The case is likely to have a profound impact on sponsors, argues Arnone of Ernst & Young. “You may look at this narrowly and say this involves only nonqualified plans, but you have blinders on,” he says. “This is one of the few cases where the courts have addressed the fiduciary obligations for plan sponsors, and they have found for the plaintiffs–the participants.”
Arnone says the case will affect plan sponsors in two ways. One, it will increase the need for preretirement education, and two, it will add fire to a growing movement to amend ERISA to provide monetary compensation. He predicts the decision may spark a congressional overhaul of ERISA.
With baby-boomer workers set to retire beginning in 2010, and continuing rounds of early-retirement incentives, employers must begin to pay more attention to distributions. “The plan sponsor needs to think through how what it is offering will affect employees and give them complete information on which to make a decision,” says Roberta Casper Watson, an ERISA attorney with Trenam Kemker, in Tampa. “You cannot leave out material information that one group needs just because it might confuse others.”
It is 10 years since US West sent out its booklet, and sponsors have become more aware of their need to educate participants in general.

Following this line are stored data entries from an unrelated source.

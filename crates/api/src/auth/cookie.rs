pub fn build_auth_cookie(
    name: &str,
    token: &str,
    max_age_secs: u64,
    cookie_domain: &Option<String>,
    secure: bool,
) -> String {
    let secure_flag = if secure { "; Secure" } else { "" };
    let same_site = if secure { "Strict" } else { "Lax" };

    let mut cookie = format!(
        "{}={}; HttpOnly{}; SameSite={}; Path=/; Max-Age={}",
        name, token, secure_flag, same_site, max_age_secs
    );

    if let Some(domain) = cookie_domain {
        cookie.push_str(&format!("; Domain={}", domain));
    }

    cookie
}

pub fn build_clear_cookie(name: &str, cookie_domain: &Option<String>, secure: bool) -> String {
    build_auth_cookie(name, "", 0, cookie_domain, secure)
}

pub fn extract_cookie(cookie_header: &str, name: &str) -> Option<String> {
    cookie_header.split(';').find_map(|part| {
        let (key, value) = part.trim().split_once('=')?;
        let value = value.trim();
        (key == name && !value.is_empty()).then(|| value.to_string())
    })
}
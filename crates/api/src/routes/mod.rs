pub mod auth;
pub mod uploads;
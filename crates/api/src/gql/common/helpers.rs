use uuid::Uuid;

use crate::gql::error::GqlError;
use infra::models::{CompetitionRow, PersonRow};

pub async fn get_competition(
    db: &infra::db::Db,
    competition_id: Uuid,
) -> Result<CompetitionRow, GqlError> {
    infra::repos::competitions::get_by_id(db, competition_id)
        .await?
        .ok_or_else(|| GqlError::not_found("Competition not found"))
}

pub async fn get_person(db: &infra::db::Db, person_id: Uuid) -> Result<PersonRow, GqlError> {
    infra::repos::persons::get_by_id(db, person_id)
        .await?
        .ok_or_else(|| GqlError::not_found("Person not found"))
}

/// Trimmed, non-empty text or an error naming the field.
pub fn required_text(value: &str, field: &str, max_len: usize) -> Result<String, GqlError> {
    let trimmed = value.trim();
    if trimmed.is_empty() {
        return Err(GqlError::invalid(format!("{field} is required")));
    }
    if trimmed.chars().count() > max_len {
        return Err(GqlError::invalid(format!(
            "{field} must be at most {max_len} characters"
        )));
    }
    Ok(trimmed.to_string())
}
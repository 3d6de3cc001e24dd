use chrono::{DateTime, Utc};
use sqlx::{PgExecutor, Result as SqlxResult};
use uuid::Uuid;

pub async fn revoke<'e>(
    executor: impl PgExecutor<'e>,
    jti: Uuid,
    expires_at: DateTime<Utc>,
) -> SqlxResult<()> {
    sqlx::query(
        r#"
        INSERT INTO revoked_tokens (jti, expires_at)
        VALUES ($1, $2)
        ON CONFLICT (jti) DO NOTHING
        "#,
    )
    .bind(jti)
    .bind(expires_at)
    .execute(executor)
    .await?;
    Ok(())
}

pub async fn is_revoked<'e>(executor: impl PgExecutor<'e>, jti: Uuid) -> SqlxResult<bool> {
    sqlx::query_scalar::<_, bool>("SELECT EXISTS(SELECT 1 FROM revoked_tokens WHERE jti = $1)")
        .bind(jti)
        .fetch_one(executor)
        .await
}

/// Drops revocations whose token would have expired anyway.
pub async fn delete_expired<'e>(executor: impl PgExecutor<'e>) -> SqlxResult<u64> {
    let result = sqlx::query("DELETE FROM revoked_tokens WHERE expires_at < NOW()")
        .execute(executor)
        .await?;
    Ok(result.rows_affected())
}
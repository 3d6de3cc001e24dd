use sqlx::{PgExecutor, Result as SqlxResult};
use uuid::Uuid;

use crate::models::ResultRow;

const RESULT_SELECT: &str = r#"
    SELECT r.id AS registration_id,
           c.id AS competition_id,
           c.name AS competition_name,
           c.date AS competition_date,
           p.id AS person_id,
           p.first_name,
           p.last_name,
           p.gender,
           p.club_id,
           cpc.id AS competition_per_category_id,
           cpc.distance_name,
           cpc.distance_in_km,
           ac.id AS age_category_id,
           ac.name AS age_category_name,
           r.run_number,
           r.run_time_ms
    FROM registrations r
    JOIN competitions c ON c.id = r.competition_id
    JOIN persons p ON p.id = r.person_id
    JOIN competition_per_categories cpc ON cpc.id = r.competition_per_category_id
    JOIN age_categories ac ON ac.id = cpc.age_category_id
    WHERE r.run_number IS NOT NULL AND r.run_time_ms IS NOT NULL
"#;

/// Timed registrations of a competition, fastest first.
pub async fn list_for_competition<'e>(
    executor: impl PgExecutor<'e>,
    competition_id: Uuid,
) -> SqlxResult<Vec<ResultRow>> {
    let sql = format!("{RESULT_SELECT} AND r.competition_id = $1 ORDER BY r.run_time_ms ASC, r.run_number ASC");
    sqlx::query_as::<_, ResultRow>(&sql)
        .bind(competition_id)
        .fetch_all(executor)
        .await
}

pub async fn list_for_person<'e>(
    executor: impl PgExecutor<'e>,
    person_id: Uuid,
) -> SqlxResult<Vec<ResultRow>> {
    let sql = format!("{RESULT_SELECT} AND r.person_id = $1 ORDER BY c.date DESC");
    sqlx::query_as::<_, ResultRow>(&sql)
        .bind(person_id)
        .fetch_all(executor)
        .await
}

/// Timed registrations of every active ranking competition, grouped by competition.
pub async fn list_for_ranking<'e>(executor: impl PgExecutor<'e>) -> SqlxResult<Vec<ResultRow>> {
    let sql = format!(
        "{RESULT_SELECT} AND c.active = TRUE AND c.ranking_active = TRUE \
         ORDER BY c.date ASC, c.id ASC, r.run_time_ms ASC, r.run_number ASC"
    );
    sqlx::query_as::<_, ResultRow>(&sql).fetch_all(executor).await
}
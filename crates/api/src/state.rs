use std::sync::Arc;

use sqlx::PgPool;

use crate::auth::{AuthConfig, JwtService};
use crate::config::UploadConfig;
use crate::services::{BlobStore, EmailConfig, EmailService, LocalBlobStore, ResultsCache};

#[derive(Clone)]
pub struct AppState {
    pub db: PgPool,
    auth_config: AuthConfig,
    jwt_service: JwtService,
    upload_config: UploadConfig,
    blob_store: Arc<dyn BlobStore>,
    email_service: Option<EmailService>,
    results_cache: ResultsCache,
}

impl AppState {
    pub fn new(
        db: PgPool,
        auth_config: AuthConfig,
        upload_config: UploadConfig,
        email_service: Option<EmailService>,
    ) -> Self {
        let jwt_service = JwtService::new(&auth_config);
        let blob_store: Arc<dyn BlobStore> = Arc::new(LocalBlobStore::new(&upload_config));

        Self {
            db,
            auth_config,
            jwt_service,
            upload_config,
            blob_store,
            email_service,
            results_cache: ResultsCache::default(),
        }
    }

    pub fn from_env(db: PgPool) -> anyhow::Result<Self> {
        let auth_config = AuthConfig::from_env()?;
        let email_service = EmailConfig::from_env().map(EmailService::new);
        if email_service.is_none() {
            tracing::warn!("Email delivery is not configured; reset and confirmation mails are skipped");
        }

        Ok(Self::new(
            db,
            auth_config,
            UploadConfig::from_env(),
            email_service,
        ))
    }

    pub fn auth_config(&self) -> &AuthConfig {
        &self.auth_config
    }

    pub fn jwt_service(&self) -> &JwtService {
        &self.jwt_service
    }

    pub fn upload_config(&self) -> &UploadConfig {
        &self.upload_config
    }

    pub fn blob_store(&self) -> &dyn BlobStore {
        self.blob_store.as_ref()
    }

    pub fn email_service(&self) -> Option<&EmailService> {
        self.email_service.as_ref()
    }

    pub fn results_cache(&self) -> &ResultsCache {
        &self.results_cache
    }
}
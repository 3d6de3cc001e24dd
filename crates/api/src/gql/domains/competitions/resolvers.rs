use async_graphql::{Context, Object, Result};
use uuid::Uuid;

use super::service;
use crate::auth::permissions::require_admin;
use crate::gql::common::helpers::{get_competition, required_text};
use crate::gql::error::GqlError;
use crate::gql::types::{
    Competition, CompetitionFilterInput, CompetitionPerCategory, CreateCompetitionInput,
    DistanceInput, PaginatedResponse, PaginationInput, UpdateCompetitionInput,
};
use crate::state::AppState;
use infra::repos::{
    competitions, CompetitionFilter, CreateCompetitionData, UpdateCompetitionData,
};

#[derive(Default)]
pub struct CompetitionQuery;

#[Object]
impl CompetitionQuery {
    /// Competitions ordered by date, optionally filtered by name, date range and activity.
    async fn competitions(
        &self,
        ctx: &Context<'_>,
        filter: Option<CompetitionFilterInput>,
        pagination: Option<PaginationInput>,
    ) -> Result<PaginatedResponse<Competition>> {
        let state = ctx.data::<AppState>()?;

        let page = pagination.unwrap_or_default().to_limit_offset();
        let filter = filter.unwrap_or_default();
        let filter = CompetitionFilter {
            name: filter.name,
            from: filter.from,
            to: filter.to,
            active_only: filter.active_only.unwrap_or(false),
        };

        let (rows, total_count) = tokio::try_join!(
            competitions::list(&state.db, &filter, Some(page)),
            competitions::count(&state.db, &filter)
        )
        .map_err(GqlError::from)?;

        Ok(PaginatedResponse::new(
            rows.into_iter().map(Competition::from).collect(),
            total_count,
            page,
        ))
    }

    async fn competition(&self, ctx: &Context<'_>, id: Uuid) -> Result<Competition> {
        let state = ctx.data::<AppState>()?;
        Ok(get_competition(&state.db, id).await?.into())
    }

    /// Competitions that count towards the season ranking.
    async fn ranking_competitions(&self, ctx: &Context<'_>) -> Result<Vec<Competition>> {
        let state = ctx.data::<AppState>()?;
        let rows = competitions::list_ranking(&state.db)
            .await
            .map_err(GqlError::from)?;
        Ok(rows.into_iter().map(Competition::from).collect())
    }
}

#[derive(Default)]
pub struct CompetitionMutation;

#[Object]
impl CompetitionMutation {
    async fn create_competition(
        &self,
        ctx: &Context<'_>,
        input: CreateCompetitionInput,
    ) -> Result<Competition> {
        require_admin(ctx).await?;
        let state = ctx.data::<AppState>()?;

        let distances = service::validate_distances(&input.distances)?;
        let data = CreateCompetitionData {
            name: required_text(&input.name, "Competition name", 100)?,
            information: input.information,
            date: input.date,
            active: input.active.unwrap_or(false),
            ranking_active: input.ranking_active.unwrap_or(false),
            img_url: input.img_url,
            url: input.url,
        };

        let created = service::create_competition(&state.db, data, &distances).await?;
        Ok(created.competition.into())
    }

    async fn update_competition(
        &self,
        ctx: &Context<'_>,
        id: Uuid,
        input: UpdateCompetitionInput,
    ) -> Result<Competition> {
        require_admin(ctx).await?;
        let state = ctx.data::<AppState>()?;

        let name = input
            .name
            .as_deref()
            .map(|n| required_text(n, "Competition name", 100))
            .transpose()?;
        let data = UpdateCompetitionData {
            name,
            information: input.information,
            date: input.date,
            active: input.active,
            ranking_active: input.ranking_active,
            img_url: input.img_url,
            url: input.url,
        };

        let row =
            service::update_competition(&state.db, state.results_cache(), id, data).await?;
        Ok(row.into())
    }

    /// Changes the length of existing distances and returns all buckets of the competition.
    async fn update_distances(
        &self,
        ctx: &Context<'_>,
        competition_id: Uuid,
        distances: Vec<DistanceInput>,
    ) -> Result<Vec<CompetitionPerCategory>> {
        require_admin(ctx).await?;
        let state = ctx.data::<AppState>()?;

        get_competition(&state.db, competition_id).await?;
        let distances = service::validate_distances(&distances)?;
        let buckets = service::update_distances(&state.db, competition_id, &distances).await?;
        state.results_cache().invalidate_competition(competition_id);

        Ok(buckets.into_iter().map(CompetitionPerCategory::from).collect())
    }

    /// Deletes a competition with its buckets and registrations.
    async fn delete_competition(&self, ctx: &Context<'_>, id: Uuid) -> Result<bool> {
        require_admin(ctx).await?;
        let state = ctx.data::<AppState>()?;

        let deleted = competitions::delete(&state.db, id)
            .await
            .map_err(GqlError::from)?;
        if deleted == 0 {
            return Err(GqlError::not_found("Competition not found").into());
        }
        state.results_cache().invalidate_competition(id);

        tracing::info!(competition_id = %id, "Competition deleted");
        Ok(true)
    }
}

So, when ComEd shut down its Zion, Illinois, nuclear power station in 1998 and laid off 600 workers, it brought in its 401(k) recordkeeper, Fidelity, to fashion a tailored presentation, says benefits director Diedrich.
“We especially focused on what would happen with the assets in the plan and what the tax consequences would be,” Diedrich says. “We try to be very conscious that it is a complicated transaction, and [try to ensure] that our employees and dependents have as much information as possible before they make decisions on how to move their assets.”

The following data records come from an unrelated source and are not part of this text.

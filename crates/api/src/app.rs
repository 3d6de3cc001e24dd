use std::sync::Arc;
use std::time::Duration;

use anyhow::Context as _;
use async_graphql::{ObjectType, Schema, SubscriptionType};
use async_graphql_axum::{GraphQLProtocol, GraphQLWebSocket};
use axum::{
    extract::{DefaultBodyLimit, Request, State, WebSocketUpgrade},
    http::{
        header::{HeaderValue, AUTHORIZATION, CONTENT_TYPE},
        Method, StatusCode,
    },
    middleware,
    response::{IntoResponse, Response},
    routing::{get, post},
    Extension, Json, Router,
};
use tower_governor::governor::GovernorConfigBuilder;
use tower_governor::GovernorLayer;
use tower_http::{cors::CorsLayer, services::ServeDir, timeout::TimeoutLayer, trace::TraceLayer};

use crate::auth::Claims;
use crate::error::AppError;
use crate::middleware::jwt::{jwt_middleware, verify};
use crate::middleware::security_headers;
use crate::routes::{auth, uploads};
use crate::state::AppState;

const GRAPHQL_BODY_LIMIT: usize = 2 * 1024 * 1024;
const UPLOAD_BODY_OVERHEAD: usize = 64 * 1024;

/// Build the Axum router with health endpoint, REST auth, uploads and GraphQL.
pub fn build_router<Q, M, S>(
    state: AppState,
    schema: Schema<Q, M, S>,
    allowed_origins: &[String],
) -> anyhow::Result<Router>
where
    Q: ObjectType + Send + Sync + 'static,
    M: ObjectType + Send + Sync + 'static,
    S: SubscriptionType + Send + Sync + 'static,
{
    // Rate limiting: about 10 requests per minute per IP on credential endpoints
    let governor_conf = GovernorConfigBuilder::default()
        .per_second(6)
        .burst_size(10)
        .finish()
        .context("invalid rate limiter configuration")?;

    let rate_limited_routes = Router::new()
        .route("/api/auth/login", post(auth::login))
        .route("/api/auth/register", post(auth::register))
        .route("/api/auth/request-password", post(auth::request_password))
        .route("/api/auth/request-confirm-mail", post(auth::request_confirm_mail))
        .layer(GovernorLayer::new(Arc::new(governor_conf)));

    let upload_limit = state.upload_config().max_bytes + UPLOAD_BODY_OVERHEAD;
    let upload_dir = state.upload_config().dir.clone();
    let public_upload_path = public_path(&state.upload_config().public_base_url);
    let hsts = state.auth_config().cookie_secure;

    let router = Router::new()
        // Liveness check; also proves DB connectivity.
        .route("/health", get(health))
        .route("/api/auth/logout", post(auth::logout))
        .route("/api/auth/verify-token", get(auth::verify_token))
        .route("/api/auth/change-password", post(auth::change_password))
        .route("/api/auth/reset-password", post(auth::reset_password))
        .route("/api/auth/confirm-email", post(auth::confirm_email))
        .route("/api/auth/check-email", post(auth::check_email))
        .merge(rate_limited_routes)
        .route(
            "/api/clubs/{id}/logo",
            post(uploads::upload_club_logo).layer(DefaultBodyLimit::max(upload_limit)),
        )
        // GraphQL endpoint with custom handler that includes JWT claims in context
        .route(
            "/graphql",
            post({
                let schema_clone = schema.clone();
                move |state, req| graphql_handler(state, req, schema_clone)
            })
            .get({
                let schema_clone = schema.clone();
                move |state, claims, protocol, upgrade| {
                    graphql_ws_handler(state, claims, protocol, upgrade, schema_clone)
                }
            }),
        )
        .nest_service(&public_upload_path, ServeDir::new(upload_dir))
        .with_state(state.clone())
        .layer(middleware::from_fn_with_state(state, jwt_middleware))
        .layer(TraceLayer::new_for_http())
        .layer(TimeoutLayer::with_status_code(
            StatusCode::REQUEST_TIMEOUT,
            Duration::from_secs(30),
        ))
        .layer({
            let origins: Vec<HeaderValue> = allowed_origins
                .iter()
                .filter_map(|o| o.parse().ok())
                .collect();

            CorsLayer::new()
                .allow_origin(origins)
                .allow_methods([Method::GET, Method::POST, Method::OPTIONS])
                .allow_headers([CONTENT_TYPE, AUTHORIZATION])
                .allow_credentials(true)
        });

    Ok(security_headers::apply(router, hsts))
}

/// The path part of the public upload URL, used to mount the static file service.
fn public_path(public_base_url: &str) -> String {
    let without_scheme = public_base_url
        .split_once("://")
        .map(|(_, rest)| rest.find('/').map_or("", |i| &rest[i..]))
        .unwrap_or(public_base_url);
    let path = without_scheme.trim_end_matches('/');
    if path.is_empty() {
        "/uploads".to_string()
    } else if path.starts_with('/') {
        path.to_string()
    } else {
        format!("/{path}")
    }
}

/// GraphQL handler that forwards the JWT claims from the request extensions
/// into the GraphQL context.
async fn graphql_handler<Q, M, S>(
    State(state): State<AppState>,
    req: Request,
    schema: Schema<Q, M, S>,
) -> Result<Response, AppError>
where
    Q: ObjectType + Send + Sync + 'static,
    M: ObjectType + Send + Sync + 'static,
    S: SubscriptionType + Send + Sync + 'static,
{
    let claims = req.extensions().get::<Claims>().cloned();

    let (_parts, body) = req.into_parts();
    let body_bytes = axum::body::to_bytes(body, GRAPHQL_BODY_LIMIT)
        .await
        .map_err(|e| AppError::BadRequest(format!("Failed to read request body: {}", e)))?;

    let gql_request: async_graphql::Request = serde_json::from_slice(&body_bytes)
        .map_err(|e| AppError::BadRequest(format!("Invalid GraphQL request: {}", e)))?;

    let mut gql_request = gql_request.data(state);
    if let Some(claims) = claims {
        gql_request = gql_request.data(claims);
    }

    let gql_response = schema.execute(gql_request).await;

    Ok(Json(gql_response).into_response())
}

/// WebSocket handler for GraphQL subscriptions.
///
/// A token in the `connection_init` payload (`{ headers: { Authorization: "Bearer …" } }`)
/// takes precedence over the cookie seen on the upgrade request.
async fn graphql_ws_handler<Q, M, S>(
    State(state): State<AppState>,
    cookie_claims: Option<Extension<Claims>>,
    protocol: GraphQLProtocol,
    upgrade: WebSocketUpgrade,
    schema: Schema<Q, M, S>,
) -> Response
where
    Q: ObjectType + Send + Sync + 'static,
    M: ObjectType + Send + Sync + 'static,
    S: SubscriptionType + Send + Sync + 'static,
{
    let cookie_claims = cookie_claims.map(|Extension(claims)| claims);

    upgrade
        .protocols(["graphql-transport-ws", "graphql-ws"])
        .on_upgrade(move |stream| {
            GraphQLWebSocket::new(stream, schema, protocol)
                .on_connection_init(move |value: serde_json::Value| async move {
                    let mut data = async_graphql::Data::default();

                    let token = value
                        .get("headers")
                        .and_then(|h| h.get("Authorization"))
                        .and_then(|v| v.as_str())
                        .and_then(|s| s.strip_prefix("Bearer "));

                    if let Some(token) = token {
                        match verify(&state, token).await {
                            Ok(claims) => {
                                data.insert(claims);
                            }
                            Err(_) => {
                                return Err(async_graphql::Error::new(
                                    "Invalid or expired token",
                                ));
                            }
                        }
                    } else if let Some(claims) = cookie_claims {
                        data.insert(claims);
                    }

                    Ok(data)
                })
                .serve()
        })
}

/// Liveness + quick DB check.
async fn health(State(state): State<AppState>) -> Result<&'static str, AppError> {
    let _one: i32 = sqlx::query_scalar("SELECT 1").fetch_one(&state.db).await?;
    Ok("ok")
}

Arnone says that preretirement education should occur long before an employee is set to leave the company. “Whenever you time critical financial information close to a decision, when anxiety is high, you always run the risk of it being perceived as too late,” he says. “The key to an effective education program is sustained education that works with time as an ally, not an enemy.”
Jeannie Mandelker is a freelance writer based in Montrose, New York.
———————————————————————— LONGER WAITING PERIODS GREATLY REDUCE 401(K) SAVINGS
When Bryan Lee, 26, learned he could not enroll in his new employer’s 401(k) plan for nine months, he went home and complained to his mother. In this case, Mom is Dee Lee, president of Harvard Financial Educators, in Harvard, Massachusetts, and co-author of She crunched some numbers and found that her son had reason to be concerned. The nine-month delay will cost him $166,000 in future retirement money, including lost company matches and extra tax liability. “When it’s time for Bryan’s review, he’s going to bring up that number and say he deserves a bonus to compensate him for that loss,” the senior Lee says.
Let’s face it, with workers changing jobs seven times on average, any delay in 401(k) enrollment can have a devastating effect on retirement savings. For example, according to Dee Lee, a 22-year-old who launches a 401(k) savings program and contributes $4,000 a year will have $1.1 million in her account by age 62, assuming an 8 percent annual return. But if that 22-year-old changes jobs seven times and must sit out a year each time, she will have just $534,000 by age 62–almost half the amount. “And that,” says Lee half jokingly, “is the difference between cat food and tuna fish.”